>>>>
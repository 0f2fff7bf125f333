use proptest::prelude::*;
use solo_battleship::{
    apply_move, Board, Cell, GameConfig, GuessResult, LayoutGenerator, Move, OccupancyGrid,
    RandomFleet,
};

fn random_ships(seed: u64) -> OccupancyGrid {
    RandomFleet::seeded(seed).generate().unwrap().grid
}

// Large enough that the turn budget never runs out within 100 cells.
fn roomy_board() -> Board {
    Board::new(GameConfig::new(100, 200))
}

proptest! {
    #![proptest_config(ProptestConfig::with_cases(64))]

    #[test]
    fn resolved_cells_never_change(
        seed in any::<u64>(),
        row in 0..10i32,
        col in 0..10i32,
        repeats in 1..5usize,
    ) {
        let ships = random_ships(seed);
        let mut board = Board::default();
        apply_move(&mut board, &ships, Move::new(row, col)).unwrap();
        let after_first = board.snapshot();
        prop_assert!(after_first.cell(row as usize, col as usize).unwrap().is_resolved());
        for _ in 0..repeats {
            prop_assert!(apply_move(&mut board, &ships, Move::new(row, col)).is_err());
            prop_assert_eq!(board.snapshot(), after_first);
        }
    }

    #[test]
    fn off_board_moves_leave_state_untouched(
        seed in any::<u64>(),
        prior in proptest::collection::vec((0..10i32, 0..10i32), 0..20),
        row in prop_oneof![i32::MIN..0, 10..i32::MAX, 0..10i32],
        col in prop_oneof![i32::MIN..0, 10..i32::MAX],
        swap in any::<bool>(),
    ) {
        let ships = random_ships(seed);
        let mut board = roomy_board();
        for (r, c) in prior {
            let _ = apply_move(&mut board, &ships, Move::new(r, c));
        }
        let (row, col) = if swap { (col, row) } else { (row, col) };
        let before = board.clone();
        prop_assert!(apply_move(&mut board, &ships, Move::new(row, col)).is_err());
        prop_assert_eq!(board, before);
    }

    #[test]
    fn each_move_scores_or_spends_a_turn(
        seed in any::<u64>(),
        moves in proptest::collection::vec((-2..12i32, -2..12i32), 1..80),
    ) {
        let ships = random_ships(seed);
        let mut board = roomy_board();
        for (r, c) in moves {
            let before = board.snapshot();
            match apply_move(&mut board, &ships, Move::new(r, c)) {
                Ok(GuessResult::Hit) => {
                    prop_assert_eq!(board.score(), before.score + 1);
                    prop_assert_eq!(board.turns_left(), before.turns_left);
                    prop_assert_eq!(board.cell(r as usize, c as usize), Some(Cell::Hit));
                    prop_assert!(ships.is_occupied(r as usize, c as usize));
                }
                Ok(GuessResult::Miss) => {
                    prop_assert_eq!(board.score(), before.score);
                    prop_assert_eq!(board.turns_left(), before.turns_left - 1);
                    prop_assert_eq!(board.cell(r as usize, c as usize), Some(Cell::Miss));
                    prop_assert!(!ships.is_occupied(r as usize, c as usize));
                }
                Err(_) => prop_assert_eq!(board.snapshot(), before),
            }
        }
        let snap = board.snapshot();
        prop_assert_eq!(snap.count(Cell::Hit), board.score() as usize);
        prop_assert_eq!(snap.count(Cell::Miss), 200 - board.turns_left() as usize);
    }
}
//! Debounced restart button latch.
//!
//! [`RestartTrigger::on_edge`] is meant to be called from an interrupt or
//! signal context. It never allocates, locks or fails, and touches nothing
//! but the atomics below. The request handler observes the latch with
//! [`RestartTrigger::consume`].

use core::sync::atomic::{AtomicBool, AtomicU32, Ordering};

use super::config::DEBOUNCE_QUIET_US;

/// Source of monotonic timestamps for stamping button edges.
pub trait Clock {
    fn now_micros(&self) -> u64;
}

/// Edge-triggered, debounced restart request shared between the button
/// handler and the game controller.
///
/// Edge times are kept as the low 32 bits of the clock so the trigger only
/// needs 32-bit atomics. Elapsed time is computed modulo 2^32, which stays
/// correct across the counter wrapping (about every 71 minutes).
#[derive(Debug)]
pub struct RestartTrigger {
    quiet_us: u32,
    last_edge_us: AtomicU32,
    accepted: AtomicU32,
    armed: AtomicBool,
}

impl RestartTrigger {
    /// Idle trigger ignoring edges closer than `quiet_us` to the last
    /// accepted one.
    pub const fn new(quiet_us: u32) -> Self {
        Self {
            quiet_us,
            last_edge_us: AtomicU32::new(0),
            accepted: AtomicU32::new(0),
            armed: AtomicBool::new(false),
        }
    }

    /// Record a falling edge seen at `now_us`. Returns whether the edge
    /// passed the debounce filter.
    ///
    /// Accepted edges alternate direction; only odd-numbered ones arm the
    /// latch. Even ones leave it as it is.
    pub fn on_edge(&self, now_us: u64) -> bool {
        let now = now_us as u32;
        let seen = self.accepted.load(Ordering::Relaxed);
        let last = self.last_edge_us.load(Ordering::Relaxed);
        if seen != 0 && now.wrapping_sub(last) < self.quiet_us {
            return false;
        }
        self.last_edge_us.store(now, Ordering::Relaxed);
        let count = self.accepted.fetch_add(1, Ordering::Relaxed).wrapping_add(1);
        if count & 1 == 1 {
            self.armed.store(true, Ordering::Release);
        }
        true
    }

    /// Stamp an edge with `clock`.
    pub fn press<C: Clock + ?Sized>(&self, clock: &C) -> bool {
        self.on_edge(clock.now_micros())
    }

    pub fn is_armed(&self) -> bool {
        self.armed.load(Ordering::Acquire)
    }

    /// Take the pending restart, if any. Returns `false` when idle.
    pub fn consume(&self) -> bool {
        self.armed.swap(false, Ordering::AcqRel)
    }

    /// Number of edges that passed the debounce filter so far.
    pub fn accepted_edges(&self) -> u32 {
        self.accepted.load(Ordering::Relaxed)
    }

    pub fn quiet_us(&self) -> u32 {
        self.quiet_us
    }
}

impl Default for RestartTrigger {
    fn default() -> Self {
        Self::new(DEBOUNCE_QUIET_US)
    }
}
pub mod browser;
pub mod config;
pub mod cookie;
pub mod dom;
pub mod error;
pub mod theme;
pub mod toggle;

pub use config::ThemeConfig;
pub use error::{Error, Result};
pub use theme::{ThemeController, ThemePreference};
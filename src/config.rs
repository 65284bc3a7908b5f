use serde::de::{Deserialize, Deserializer, Error as _};

use crate::cookie::{CookieOptions, SameSite};
use crate::dom::Selector;
use crate::error::Result;

/// Where the theme is persisted and which parts of the page it styles.
///
/// Every field has a default matching the stock page markup, so a JSON
/// document only needs the fields it changes.
#[derive(Clone, Debug, Eq, PartialEq, serde::Deserialize)]
#[serde(default, rename_all = "camelCase")]
pub struct ThemeConfig {
    pub cookie_name: String,
    /// The only cookie value that reads as dark.
    pub cookie_value: String,
    #[serde(deserialize_with = "expires_days")]
    pub expires_days: u32,
    #[serde(deserialize_with = "cookie_path")]
    pub path: String,
    #[serde(deserialize_with = "same_site")]
    pub same_site: SameSite,
    pub dark_class: String,
    pub hidden_class: String,
    /// Elements that receive `dark_class` while dark.
    pub styled: Vec<Selector>,
    /// Shown while dark.
    pub dark_on: Selector,
    /// Shown while light.
    pub dark_off: Selector,
}

impl Default for ThemeConfig {
    fn default() -> Self {
        ThemeConfig {
            cookie_name: "dark".to_string(),
            cookie_value: "true".to_string(),
            expires_days: 365,
            path: "/".to_string(),
            same_site: SameSite::Lax,
            dark_class: "dark".to_string(),
            hidden_class: "d-none".to_string(),
            styled: vec![
                Selector::tag("body"),
                Selector::tag("table"),
                Selector::class("dropdown-menu"),
            ],
            dark_on: Selector::id("dark-on"),
            dark_off: Selector::id("dark-off"),
        }
    }
}

impl ThemeConfig {
    pub fn from_json(json: &str) -> Result<Self> {
        Ok(serde_json::from_str(json)?)
    }

    pub fn cookie_options(&self) -> CookieOptions {
        CookieOptions {
            path: self.path.clone(),
            expires_days: Some(self.expires_days),
            same_site: self.same_site,
        }
    }
}

/// A zero lifetime would make the browser drop the cookie as soon as it is set.
fn expires_days<'de, D: Deserializer<'de>>(d: D) -> Result<u32, D::Error> {
    match u32::deserialize(d)? {
        0 => Err(D::Error::custom("expiresDays must be at least 1")),
        days => Ok(days),
    }
}

fn cookie_path<'de, D: Deserializer<'de>>(d: D) -> Result<String, D::Error> {
    let path = String::deserialize(d)?;
    if !path.starts_with('/') || path.contains(';') || path.chars().any(char::is_control) {
        return Err(D::Error::custom(format!("invalid cookie path {path:?}")));
    }
    Ok(path)
}

fn same_site<'de, D: Deserializer<'de>>(d: D) -> Result<SameSite, D::Error> {
    let raw = String::deserialize(d)?;
    match raw.to_ascii_lowercase().as_str() {
        "strict" => Ok(SameSite::Strict),
        "lax" => Ok(SameSite::Lax),
        "none" => Ok(SameSite::None),
        _ => Err(D::Error::custom(format!("unknown sameSite {raw:?}"))),
    }
}

#[cfg(test)]
use pretty_assertions::assert_eq;

#[test]
fn test_default_config() {
    let config = ThemeConfig::default();
    assert_eq!(config.cookie_name, "dark");
    assert_eq!(
        config.cookie_options().max_age(),
        Some(::cookie::time::Duration::seconds(31_536_000)),
    );
    assert_eq!(config.cookie_options().path, "/");
    assert_eq!(ThemeConfig::from_json("{}").unwrap(), config);
}

#[test]
fn test_partial_config() {
    let config = ThemeConfig::from_json(
        r#"{
    "cookieName": "theme-dark",
    "expiresDays": 30,
    "sameSite": "strict",
    "styled": ["body", ".card"]
}"#,
    )
    .unwrap();
    assert_eq!(config.cookie_name, "theme-dark");
    assert_eq!(config.expires_days, 30);
    assert_eq!(config.same_site, SameSite::Strict);
    assert_eq!(
        config.styled,
        vec![Selector::tag("body"), Selector::class("card")],
    );
    assert_eq!(config.dark_class, "dark");
    assert_eq!(config.dark_on, Selector::id("dark-on"));
}

#[test]
fn test_invalid_config() {
    assert!(ThemeConfig::from_json(r#"{ "styled": ["div > p"] }"#).is_err());
    assert!(ThemeConfig::from_json(r#"{ "expiresDays": -1 }"#).is_err());
    assert!(ThemeConfig::from_json(r#"{ "expiresDays": 0 }"#).is_err());
    assert!(ThemeConfig::from_json(r#"{ "path": "/; domain=example.com" }"#).is_err());
    assert!(ThemeConfig::from_json(r#"{ "path": "docs" }"#).is_err());
    assert!(ThemeConfig::from_json(r#"{ "path": "" }"#).is_err());
    assert!(ThemeConfig::from_json(r#"{ "sameSite": "sometimes" }"#).is_err());
    assert!(ThemeConfig::from_json("not json").is_err());
}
<<<<
◆ TASK BRIEF
For the lines above, output exactly those from the line containing "pub fn on_edge(&self, now_us: u64)" through the line containing "filter so far.", and skip the others.

◆ ANSWER SECTION
    pub fn on_edge(&self, now_us: u64) -> bool {
        let now = now_us as u32;
        let seen = self.accepted.load(Ordering::Relaxed);
        let last = self.last_edge_us.load(Ordering::Relaxed);
        if seen != 0 && now.wrapping_sub(last) < self.quiet_us {
            return false;
        }
        self.last_edge_us.store(now, Ordering::Relaxed);
        let count = self.accepted.fetch_add(1, Ordering::Relaxed).wrapping_add(1);
        if count & 1 == 1 {
            self.armed.store(true, Ordering::Release);
        }
        true
    }

    /// Stamp an edge with `clock`.
    pub fn press<C: Clock + ?Sized>(&self, clock: &C) -> bool {
        self.on_edge(clock.now_micros())
    }

    pub fn is_armed(&self) -> bool {
        self.armed.load(Ordering::Acquire)
    }

    /// Take the pending restart, if any. Returns `false` when idle.
    pub fn consume(&self) -> bool {
        self.armed.swap(false, Ordering::AcqRel)
    }

    /// Number of edges that passed the debounce filter so far.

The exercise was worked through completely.